I know that, but what I need is the stuff processed BEFORE the client processes. I believe javascript does this - it has an original value before the client processes the script and then that's what you see on your screen (the processed script). I want that value BEFORE my browser processes it.

Link to comment
Share on other sites

You need to tap into the actual data transmission, e.g. if you create an Autoit http proxy and point your browser to it would be another method (though I'm not sure there's a fully working Autoit proxy out there somewhere :)).
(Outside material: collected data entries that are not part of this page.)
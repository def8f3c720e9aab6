//! Resolvers: small state machines composing record browsers into
//! "give me the whole answer" lookups - a service's SRV + TXT +
//! address, a host's address, an address's host.

use std::net::IpAddr;

use mdns_types::protocol::types::*;
use mdns_types::txt::TxtList;

use crate::event::{BrowserEvent, BrowserItem, ResolvedService, ResolverEvent};
use crate::timeq::TimeEventId;

/// What a resolver asks the server to do after digesting an event.
#[derive(Debug, Clone, Eq, PartialEq)]
pub(crate) enum ResolverAction {
    /// Deliver this to the user.
    Emit(ResolverEvent),

    /// Open address browsers on this SRV target.
    WatchAddresses(DomainName),

    /// The watched record vanished: restart the given owned browser
    /// and re-arm the timeout to look for a replacement.
    RestartBrowse(usize),
}

#[derive(Debug)]
pub(crate) enum ResolverKind {
    Service {
        name: String,
        service_type: String,
        domain: DomainName,

        srv_browser: usize,
        txt_browser: usize,
        address_browsers: Vec<usize>,

        srv: Option<(u16, u16, u16, DomainName)>,
        txt: Option<TxtList>,
        address: Option<IpAddr>,
    },

    HostName {
        name: DomainName,
        address_browsers: Vec<usize>,
    },

    Address {
        address: IpAddr,
        ptr_browser: usize,
        found: Option<DomainName>,
    },
}

#[derive(Debug)]
pub struct Resolver {
    pub(crate) generation: u64,
    pub(crate) kind: ResolverKind,
    pub(crate) timer: Option<TimeEventId>,

    /// Scope inherited by every browser this resolver opens.
    pub(crate) iface: Option<crate::event::IfIndex>,
    pub(crate) proto: Option<crate::event::Protocol>,

    /// A complete answer has been delivered; the timeout is spent.
    pub(crate) reported: bool,
}

impl Resolver {
    pub(crate) fn new(generation: u64, kind: ResolverKind) -> Self {
        Self {
            generation,
            kind,
            timer: None,
            iface: None,
            proto: None,
            reported: false,
        }
    }

    /// Indices of all record browsers this resolver owns.
    pub(crate) fn owned_browsers(&self) -> Vec<usize> {
        match &self.kind {
            ResolverKind::Service {
                srv_browser,
                txt_browser,
                address_browsers,
                ..
            } => {
                let mut owned = vec![*srv_browser, *txt_browser];
                owned.extend(address_browsers.iter().copied());
                owned
            }
            ResolverKind::HostName {
                address_browsers, ..
            } => address_browsers.clone(),
            ResolverKind::Address { ptr_browser, .. } => vec![*ptr_browser],
        }
    }

    /// Digest an event from one of the owned browsers.
    pub(crate) fn handle_browser_event(
        &mut self,
        browser: usize,
        event: &BrowserEvent,
    ) -> Vec<ResolverAction> {
        let record = match event {
            BrowserEvent::New(BrowserItem::Record(rr)) => Some((rr, true)),
            BrowserEvent::Remove(BrowserItem::Record(rr)) => Some((rr, false)),
            _ => None,
        };
        let Some((rr, is_new)) = record else {
            return Vec::new();
        };

        let mut actions = Vec::new();

        match &mut self.kind {
            ResolverKind::Service {
                srv,
                txt,
                address,
                address_browsers,
                ..
            } => match &rr.data {
                RecordData::SRV {
                    priority,
                    weight,
                    port,
                    target,
                } => {
                    if is_new {
                        let target_changed =
                            srv.as_ref().map_or(true, |(_, _, _, old)| old != target);
                        *srv = Some((*priority, *weight, *port, target.clone()));
                        if target_changed {
                            // addresses of the old target are stale
                            *address = None;
                            actions.push(ResolverAction::WatchAddresses(target.clone()));
                        }
                    } else if srv.as_ref().map_or(false, |(_, _, _, old)| old == target) {
                        *srv = None;
                        self.reported = false;
                    }
                }
                RecordData::TXT { strings } => {
                    if is_new {
                        *txt = Some(strings.clone());
                    } else if txt.as_ref() == Some(strings) {
                        *txt = None;
                        self.reported = false;
                    }
                }
                RecordData::A { address: a } => {
                    if address_browsers.contains(&browser) {
                        if is_new {
                            *address = Some(IpAddr::V4(*a));
                        } else if *address == Some(IpAddr::V4(*a)) {
                            *address = None;
                            self.reported = false;
                        }
                    }
                }
                RecordData::AAAA { address: a } => {
                    if address_browsers.contains(&browser) {
                        if is_new {
                            *address = Some(IpAddr::V6(*a));
                        } else if *address == Some(IpAddr::V6(*a)) {
                            *address = None;
                            self.reported = false;
                        }
                    }
                }
                _ => {}
            },
            ResolverKind::HostName { name, .. } => {
                let found = match &rr.data {
                    RecordData::A { address } if is_new => Some(IpAddr::V4(*address)),
                    RecordData::AAAA { address } if is_new => Some(IpAddr::V6(*address)),
                    _ => None,
                };
                if let Some(address) = found {
                    if !self.reported {
                        self.reported = true;
                        actions.push(ResolverAction::Emit(ResolverEvent::HostNameFound {
                            name: name.clone(),
                            address,
                        }));
                    }
                }
                return actions;
            }
            ResolverKind::Address {
                address,
                ptr_browser,
                found,
            } => {
                if let RecordData::PTR { ptrdname } = &rr.data {
                    if is_new {
                        if found.is_none() {
                            *found = Some(ptrdname.clone());
                            self.reported = true;
                            actions.push(ResolverAction::Emit(ResolverEvent::AddressFound {
                                address: *address,
                                name: ptrdname.clone(),
                            }));
                        }
                    } else if found.as_ref() == Some(ptrdname) {
                        // the name went away: look for a replacement
                        *found = None;
                        self.reported = false;
                        actions.push(ResolverAction::RestartBrowse(*ptr_browser));
                    }
                }
                return actions;
            }
        }

        // service resolvers complete when all three parts are in
        if let ResolverKind::Service {
            name,
            service_type,
            domain,
            srv,
            txt,
            address,
            ..
        } = &self.kind
        {
            if !self.reported {
                if let (Some((_, _, port, target)), Some(txt), Some(address)) =
                    (srv.as_ref(), txt.as_ref(), address.as_ref())
                {
                    self.reported = true;
                    actions.push(ResolverAction::Emit(ResolverEvent::ServiceFound(
                        ResolvedService {
                            name: name.clone(),
                            service_type: service_type.clone(),
                            domain: domain.clone(),
                            host: target.clone(),
                            address: *address,
                            port: *port,
                            txt: txt.clone(),
                        },
                    )));
                }
            }
        }

        actions
    }

    /// The lookup window closed.
    pub(crate) fn handle_timeout(&mut self) -> Option<ResolverEvent> {
        self.timer = None;
        if self.reported {
            None
        } else {
            Some(ResolverEvent::Timeout)
        }
    }
}
//! The per-interface cache of records observed on the link, with
//! TTL-driven expiry, cache-flush handling, goodbye handling, and the
//! maintenance queries that try to refresh a record before it dies.

use rand::rngs::SmallRng;
use rand::Rng;
use slab::Slab;
use std::collections::HashMap;
use std::net::IpAddr;
use std::time::{Duration, Instant};

use mdns_types::protocol::types::*;

use crate::event::{IfIndex, Protocol};
use crate::server::Timeout;
use crate::timeq::TimeEventQueue;

/// Upper bound on records held per interface cache.  Overflow evicts
/// the entry closest to expiry.
pub const CACHE_RECORDS_MAX: usize = 4096;

/// How long a record marked by the cache-flush bit survives unless it
/// is re-asserted (RFC 6762 section 10.2).
const FLUSH_DELAY: Duration = Duration::from_secs(1);

/// How long after a goodbye the record is actually dropped.
const GOODBYE_DELAY: Duration = Duration::from_secs(1);

/// Percentages of the TTL at which a cache-maintenance query goes
/// out if no refresh has arrived (RFC 6762 section 5.2).
const MAINTENANCE_STAGES: [u32; 4] = [80, 85, 90, 95];

/// What happened in the cache, for the browser layer.
#[derive(Debug, Clone, Eq, PartialEq)]
pub enum CacheDelta {
    New(ResourceRecord),
    Remove(ResourceRecord),
}

/// What a fired cache timer asks the server to do.
#[derive(Debug, Default)]
pub struct CacheTimerOutcome {
    /// Ask the link to refresh this key before its records expire.
    pub maintenance_query: Option<KeyPattern>,

    /// Records that left the cache.
    pub deltas: Vec<CacheDelta>,
}

#[derive(Debug, Copy, Clone, Eq, PartialEq)]
enum EntryState {
    Valid,

    /// Superseded by a cache-flush assertion; dies at `expires`
    /// unless re-asserted first.
    FlushPending,

    /// Said goodbye; dies at `expires`, and is already invisible to
    /// lookups.
    GoodbyePending,
}

#[derive(Debug)]
struct CacheEntry {
    /// The record as received; `ttl` is the original lifetime, the
    /// absolute deadline lives in `expires`.
    record: ResourceRecord,

    /// Which peer asserted the record.
    origin: IpAddr,

    arrived: Instant,
    expires: Instant,
    state: EntryState,

    /// Index of the next entry of `MAINTENANCE_STAGES` to run.
    stage: usize,

    timer: crate::timeq::TimeEventId,
}

impl CacheEntry {
    fn is_live(&self) -> bool {
        self.state != EntryState::GoodbyePending
    }

    /// The remaining lifetime, in whole seconds.
    fn remaining(&self, now: Instant) -> u32 {
        self.expires
            .saturating_duration_since(now)
            .as_secs()
            .try_into()
            .unwrap_or(u32::MAX)
    }

    /// The record with its TTL rewritten to the remaining lifetime.
    fn to_record(&self, now: Instant) -> ResourceRecord {
        let mut record = self.record.clone();
        record.ttl = self.remaining(now);
        record
    }
}

/// The records one interface has heard, indexed by key.
///
/// INVARIANT: the indices in `by_key` are exactly the keys of
/// `entries`, and every entry is listed under its own record key.
#[derive(Debug)]
pub struct RecordCache {
    iface: IfIndex,
    proto: Protocol,
    entries: Slab<CacheEntry>,
    by_key: HashMap<RecordKey, Vec<usize>>,
}

impl RecordCache {
    pub fn new(iface: IfIndex, proto: Protocol) -> Self {
        Self {
            iface,
            proto,
            entries: Slab::new(),
            by_key: HashMap::new(),
        }
    }

    pub fn len(&self) -> usize {
        self.entries.len()
    }

    pub fn is_empty(&self) -> bool {
        self.entries.is_empty()
    }

    /// All live records matching a pattern, with remaining TTLs.
    pub fn matching(&self, pattern: &KeyPattern, now: Instant) -> Vec<ResourceRecord> {
        let mut records = Vec::new();
        for (key, indices) in &self.by_key {
            if pattern.matches(key) {
                for index in indices {
                    let entry = &self.entries[*index];
                    if entry.is_live() {
                        records.push(entry.to_record(now));
                    }
                }
            }
        }
        records
    }

    /// The known-answer list for an outgoing question: matching live
    /// records whose remaining TTL is at least half the original (RFC
    /// 6762 section 7.1).
    pub fn known_answers(&self, pattern: &KeyPattern, now: Instant) -> Vec<ResourceRecord> {
        let mut records = Vec::new();
        for (key, indices) in &self.by_key {
            if pattern.matches(key) {
                for index in indices {
                    let entry = &self.entries[*index];
                    if entry.is_live() && u64::from(entry.remaining(now)) * 2 >= u64::from(entry.record.ttl)
                    {
                        records.push(entry.to_record(now));
                    }
                }
            }
        }
        records
    }

    /// Process one record from a response seen on the link.
    pub fn handle_response_record(
        &mut self,
        rr: &ResourceRecord,
        origin: IpAddr,
        now: Instant,
        timeq: &mut TimeEventQueue<Timeout>,
        rng: &mut SmallRng,
    ) -> Vec<CacheDelta> {
        let key = rr.key();
        let mut deltas = Vec::new();

        if rr.ttl == 0 {
            // a goodbye: drop the record in a second, exactly once
            if let Some(indices) = self.by_key.get(&key) {
                for index in indices.clone() {
                    let iface = self.iface;
                    let proto = self.proto;
                    let entry = &mut self.entries[index];
                    if entry.record.data == rr.data && entry.is_live() {
                        entry.state = EntryState::GoodbyePending;
                        entry.expires = now + GOODBYE_DELAY;
                        if !timeq.update(entry.timer, entry.expires) {
                            entry.timer = timeq.schedule(
                                entry.expires,
                                Timeout::CacheEntry {
                                    iface,
                                    proto,
                                    entry: index,
                                },
                            );
                        }
                    }
                }
            }
            return deltas;
        }

        if rr.cache_flush {
            // the sender asserts unique ownership: everything else it
            // previously told us about this key dies in a second
            // unless re-asserted (RFC 6762 section 10.2)
            if let Some(indices) = self.by_key.get(&key) {
                for index in indices.clone() {
                    let entry = &mut self.entries[index];
                    if entry.origin == origin
                        && entry.record.data != rr.data
                        && entry.state == EntryState::Valid
                    {
                        entry.state = EntryState::FlushPending;
                        entry.expires = now + FLUSH_DELAY;
                        timeq.update(entry.timer, entry.expires);
                    }
                }
            }
        }

        // refresh in place, or insert and report NEW.  The flush bit
        // is consumed here: stored records never carry it.
        if let Some(index) = self.find(&key, &rr.data) {
            let expires = now + Duration::from_secs(u64::from(rr.ttl));
            let entry = &mut self.entries[index];
            entry.record.ttl = rr.ttl;
            entry.origin = origin;
            entry.arrived = now;
            entry.expires = expires;
            entry.state = EntryState::Valid;
            entry.stage = 0;
            let next = next_deadline_for(now, rr.ttl, 0, rng);
            timeq.update(entry.timer, next);
        } else {
            if self.entries.len() >= CACHE_RECORDS_MAX {
                if let Some(delta) = self.evict_nearest_expiry(timeq, now) {
                    deltas.push(delta);
                }
            }

            let vacant = self.entries.vacant_key();
            let timer = timeq.schedule(
                next_deadline_for(now, rr.ttl, 0, rng),
                Timeout::CacheEntry {
                    iface: self.iface,
                    proto: self.proto,
                    entry: vacant,
                },
            );
            let mut stored = rr.clone();
            stored.cache_flush = false;
            let index = self.entries.insert(CacheEntry {
                record: stored.clone(),
                origin,
                arrived: now,
                expires: now + Duration::from_secs(u64::from(rr.ttl)),
                state: EntryState::Valid,
                stage: 0,
                timer,
            });
            self.by_key.entry(key).or_default().push(index);

            deltas.push(CacheDelta::New(stored));
        }

        deltas
    }

    /// A cache timer fired for `index`.
    pub fn handle_timer(
        &mut self,
        index: usize,
        now: Instant,
        timeq: &mut TimeEventQueue<Timeout>,
        rng: &mut SmallRng,
    ) -> CacheTimerOutcome {
        let mut outcome = CacheTimerOutcome::default();
        let Some(entry) = self.entries.get_mut(index) else {
            return outcome;
        };

        match entry.state {
            EntryState::FlushPending | EntryState::GoodbyePending => {
                let record = entry.to_record(now);
                if let Some(delta) = self.remove(index, record, true, now) {
                    outcome.deltas.push(delta);
                }
            }
            EntryState::Valid => {
                if entry.stage < MAINTENANCE_STAGES.len() && now < entry.expires {
                    // ask the link to refresh this record
                    outcome.maintenance_query = Some(KeyPattern {
                        name: entry.record.name.clone(),
                        qclass: QueryClass::Record(entry.record.rclass),
                        qtype: QueryType::Record(entry.record.data.rtype()),
                    });
                    entry.stage += 1;
                    let next = if entry.stage < MAINTENANCE_STAGES.len() {
                        next_deadline_for(entry.arrived, entry.record.ttl, entry.stage, rng)
                    } else {
                        entry.expires
                    };
                    entry.timer = timeq.schedule(
                        next.max(now),
                        Timeout::CacheEntry {
                            iface: self.iface,
                            proto: self.proto,
                            entry: index,
                        },
                    );
                } else {
                    // no refresh arrived: the record is gone
                    let record = entry.to_record(now);
                    if let Some(delta) = self.remove(index, record, true, now) {
                        outcome.deltas.push(delta);
                    }
                }
            }
        }

        outcome
    }

    /// Drop everything, e.g. because the interface went away.
    pub fn clear(&mut self, now: Instant, timeq: &mut TimeEventQueue<Timeout>) -> Vec<CacheDelta> {
        let mut deltas = Vec::new();
        let indices: Vec<usize> = self.entries.iter().map(|(index, _)| index).collect();
        for index in indices {
            let entry = &self.entries[index];
            let live = entry.is_live();
            let record = entry.to_record(now);
            timeq.cancel(entry.timer);
            if let Some(delta) = self.remove(index, record, live, now) {
                deltas.push(delta);
            }
        }
        deltas
    }

    fn find(&self, key: &RecordKey, data: &RecordData) -> Option<usize> {
        self.by_key.get(key).and_then(|indices| {
            indices
                .iter()
                .copied()
                .find(|index| self.entries[*index].record.data == *data)
        })
    }

    fn remove(
        &mut self,
        index: usize,
        record: ResourceRecord,
        emit_remove: bool,
        _now: Instant,
    ) -> Option<CacheDelta> {
        let entry = self.entries.remove(index);
        let key = entry.record.key();
        if let Some(indices) = self.by_key.get_mut(&key) {
            indices.retain(|i| *i != index);
            if indices.is_empty() {
                self.by_key.remove(&key);
            }
        }

        if emit_remove {
            Some(CacheDelta::Remove(record))
        } else {
            None
        }
    }

    fn evict_nearest_expiry(
        &mut self,
        timeq: &mut TimeEventQueue<Timeout>,
        now: Instant,
    ) -> Option<CacheDelta> {
        let victim = self
            .entries
            .iter()
            .min_by_key(|(_, entry)| entry.expires)
            .map(|(index, _)| index)?;
        let entry = &self.entries[victim];
        let live = entry.is_live();
        let record = entry.to_record(now);
        timeq.cancel(entry.timer);
        tracing::debug!(iface = %self.iface, proto = %self.proto, %record, "cache full, evicting");
        self.remove(victim, record, live, now)
    }
}

/// When the timer for maintenance stage `stage` should fire: the
/// stage's percentage of the TTL past arrival, plus up to 2% jitter.
fn next_deadline_for(arrived: Instant, ttl: u32, stage: usize, rng: &mut SmallRng) -> Instant {
    let ttl_millis = u64::from(ttl) * 1000;
    let point = ttl_millis * u64::from(MAINTENANCE_STAGES[stage]) / 100;
    let jitter = if ttl_millis >= 100 {
        rng.gen_range(0..=ttl_millis / 50)
    } else {
        0
    };
    arrived + Duration::from_millis(point + jitter)
}
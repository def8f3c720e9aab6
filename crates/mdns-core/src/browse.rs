//! The record browser: a long-lived subscription to a key pattern,
//! fed by the cache, deduplicating into NEW / REMOVE events.  The
//! service, service-type, and domain browsers are the same machine
//! with a different event payload.

use bytes::Bytes;
use std::collections::HashSet;

use mdns_types::protocol::types::*;

use crate::cache::CacheDelta;
use crate::event::{BrowserEvent, BrowserItem, IfIndex, Protocol};
use crate::timeq::TimeEventId;

/// What payload a browser's events carry.
#[derive(Debug, Clone)]
pub(crate) enum BrowserKind {
    /// Raw records.
    Records,

    /// Service instances under `<type>.<domain>`.
    Service {
        service_type: String,
        domain: DomainName,
    },

    /// Service types under `_services._dns-sd._udp.<domain>`.
    ServiceType { domain: DomainName },

    /// Domains under `<mode>._dns-sd._udp.<domain>`.
    Domain,
}

/// Who consumes a browser's events.
#[derive(Debug, Copy, Clone, Eq, PartialEq)]
pub(crate) enum BrowserOwner {
    /// The embedding, via `poll_event`.
    User,

    /// A resolver, by slab index; its events never reach the user
    /// directly.
    Resolver(usize),
}

/// The identity a browser deduplicates on: where the record was seen
/// plus its key and payload.
type Surfaced = (IfIndex, Protocol, RecordKey, Bytes);

#[derive(Debug)]
pub struct RecordBrowser {
    pub(crate) generation: u64,
    pub(crate) pattern: KeyPattern,
    pub(crate) iface: Option<IfIndex>,
    pub(crate) proto: Option<Protocol>,
    pub(crate) kind: BrowserKind,
    pub(crate) owner: BrowserOwner,

    /// Records already reported NEW and not yet reported REMOVE.
    surfaced: HashSet<Surfaced>,

    /// The query jobs feeding this browser, one per interface.
    pub(crate) query_jobs: Vec<(IfIndex, Protocol, usize)>,

    pub(crate) all_for_now_timer: Option<TimeEventId>,
    pub(crate) sent_cache_exhausted: bool,
}

impl RecordBrowser {
    pub(crate) fn new(
        generation: u64,
        pattern: KeyPattern,
        iface: Option<IfIndex>,
        proto: Option<Protocol>,
        kind: BrowserKind,
        owner: BrowserOwner,
    ) -> Self {
        Self {
            generation,
            pattern,
            iface,
            proto,
            kind,
            owner,
            surfaced: HashSet::new(),
            query_jobs: Vec::new(),
            all_for_now_timer: None,
            sent_cache_exhausted: false,
        }
    }

    pub(crate) fn watches(&self, iface: IfIndex, proto: Protocol, key: &RecordKey) -> bool {
        self.iface.map_or(true, |i| i == iface)
            && self.proto.map_or(true, |p| p == proto)
            && self.pattern.matches(key)
    }

    /// Fold a cache delta into the surfaced set.  A refresh of a
    /// known record produces nothing; a removal of an unknown record
    /// produces nothing; everything else produces exactly one event.
    pub(crate) fn handle_delta(
        &mut self,
        iface: IfIndex,
        proto: Protocol,
        delta: &CacheDelta,
    ) -> Option<BrowserEvent> {
        match delta {
            CacheDelta::New(rr) => {
                let id = surfaced_id(iface, proto, rr);
                if self.surfaced.insert(id) {
                    Some(BrowserEvent::New(self.item_for(rr)?))
                } else {
                    None
                }
            }
            CacheDelta::Remove(rr) => {
                let id = surfaced_id(iface, proto, rr);
                if self.surfaced.remove(&id) {
                    Some(BrowserEvent::Remove(self.item_for(rr)?))
                } else {
                    None
                }
            }
        }
    }

    /// Forget everything surfaced, ahead of a re-seed from the cache.
    pub(crate) fn restart(&mut self) {
        self.surfaced.clear();
    }

    /// Shape a record into this browser's payload.  `None` for
    /// records that slipped through the pattern but do not carry what
    /// the composite layer needs (e.g. a non-PTR answer to a PTR
    /// browse).
    fn item_for(&self, rr: &ResourceRecord) -> Option<BrowserItem> {
        match &self.kind {
            BrowserKind::Records => Some(BrowserItem::Record(rr.clone())),
            BrowserKind::Service {
                service_type,
                domain,
            } => {
                let ptrdname = ptr_target(rr)?;
                let instance = ptrdname.labels.first()?;
                if instance.is_empty() {
                    return None;
                }
                Some(BrowserItem::Service {
                    name: instance.to_string_lossy(),
                    service_type: service_type.clone(),
                    domain: domain.clone(),
                })
            }
            BrowserKind::ServiceType { domain } => {
                let ptrdname = ptr_target(rr)?;
                // the type is whatever sits above the domain,
                // normally two labels like `_ipp._tcp`
                if !ptrdname.is_subdomain_of(domain) {
                    return None;
                }
                let type_labels = &ptrdname.labels[..ptrdname.labels.len() - domain.labels.len()];
                if type_labels.is_empty() {
                    return None;
                }
                let service_type = type_labels
                    .iter()
                    .map(Label::to_string_lossy)
                    .collect::<Vec<_>>()
                    .join(".");
                Some(BrowserItem::ServiceType {
                    service_type,
                    domain: domain.clone(),
                })
            }
            BrowserKind::Domain => Some(BrowserItem::Domain(ptr_target(rr)?.clone())),
        }
    }
}

fn ptr_target(rr: &ResourceRecord) -> Option<&DomainName> {
    match &rr.data {
        RecordData::PTR { ptrdname } => Some(ptrdname),
        _ => None,
    }
}

fn surfaced_id(iface: IfIndex, proto: Protocol, rr: &ResourceRecord) -> Surfaced {
    (iface, proto, rr.key(), rr.data.canonical_rdata())
}
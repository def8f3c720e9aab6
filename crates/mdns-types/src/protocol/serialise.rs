//! Serialisation of DNS messages to the wire format.  See the `types`
//! module for details of the format.

use bytes::{BufMut, BytesMut};
use std::collections::HashMap;

use crate::protocol::types::*;

/// The largest packet this implementation will assemble.  Interface
/// MTU budgets are applied on top of this by the caller.
pub const PACKET_SIZE_MAX: usize = 9000;

/// The largest offset a 14-bit compression pointer can encode.
/// Names at larger offsets are simply not memoised.
pub const COMPRESSION_OFFSET_MAX: usize = 0b0011_1111_1111_1111;

impl Message {
    /// Serialise as a single packet with the default size budget.
    ///
    /// # Errors
    ///
    /// If the message is invalid (the `Message` type permits more
    /// states than strictly allowed) or does not fit the budget.
    pub fn to_octets(&self) -> Result<BytesMut, Error> {
        let mut buffer = WritableBuffer::default();
        self.serialise(&mut buffer)?;
        Ok(buffer.octets)
    }

    /// # Errors
    ///
    /// If the message is invalid or does not fit the buffer's budget.
    pub fn serialise(&self, buffer: &mut WritableBuffer) -> Result<(), Error> {
        let qdcount = usize_to_u16(self.questions.len())?;
        let ancount = usize_to_u16(self.answers.len())?;
        let nscount = usize_to_u16(self.authority.len())?;
        let arcount = usize_to_u16(self.additional.len())?;

        self.header.serialise(buffer);
        buffer.write_u16(qdcount);
        buffer.write_u16(ancount);
        buffer.write_u16(nscount);
        buffer.write_u16(arcount);

        for question in &self.questions {
            question.serialise(buffer)?;
        }
        for rr in &self.answers {
            rr.serialise(buffer)?;
        }
        for rr in &self.authority {
            rr.serialise(buffer)?;
        }
        for rr in &self.additional {
            rr.serialise(buffer)?;
        }

        Ok(())
    }

    /// Serialise into as many packets as the size budget demands.
    ///
    /// Questions go in the first packet.  Records that do not fit are
    /// carried over into follow-up packets, and every packet except
    /// the last has the TC bit set (RFC 6762 section 7.2).  Each
    /// packet gets its own compression pointer table.
    ///
    /// # Errors
    ///
    /// If the question section alone exceeds the budget, or a single
    /// record does not fit in an empty packet.
    pub fn to_packets(&self, limit: usize) -> Result<Vec<BytesMut>, Error> {
        let mut packets = Vec::new();
        let mut packet = PartialPacket::begin(&self.header, limit);

        for question in &self.questions {
            question.serialise(&mut packet.buffer)?;
            packet.qdcount += 1;
        }

        let sections = [
            (Section::Answer, &self.answers),
            (Section::Authority, &self.authority),
            (Section::Additional, &self.additional),
        ];

        for (section, rrs) in sections {
            for rr in rrs.iter() {
                match rr.serialise(&mut packet.buffer) {
                    Ok(()) => packet.count(section),
                    Err(Error::TruncatedPacket) => {
                        if packet.is_empty() {
                            // a single record over the budget can
                            // never be sent
                            return Err(Error::TruncatedPacket);
                        }
                        packets.push(packet.finish(true));
                        packet = PartialPacket::begin(&self.header, limit);
                        rr.serialise(&mut packet.buffer)?;
                        packet.count(section);
                    }
                    Err(other) => return Err(other),
                }
            }
        }

        packets.push(packet.finish(false));
        Ok(packets)
    }
}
For Firefox you could also use the Greasemonkey plugin.

Link to comment
Share on other sites

Html is too short to search for, so I was kind of forced to ask this question because I couldn't search it :).

Is there any way to get HTML code BEFORE client-side processing? Any browser's "View Source" shows only the HTML after the client as processed it. I need it before :/.

Any help is greatly appreciated - I really do not know where to start at.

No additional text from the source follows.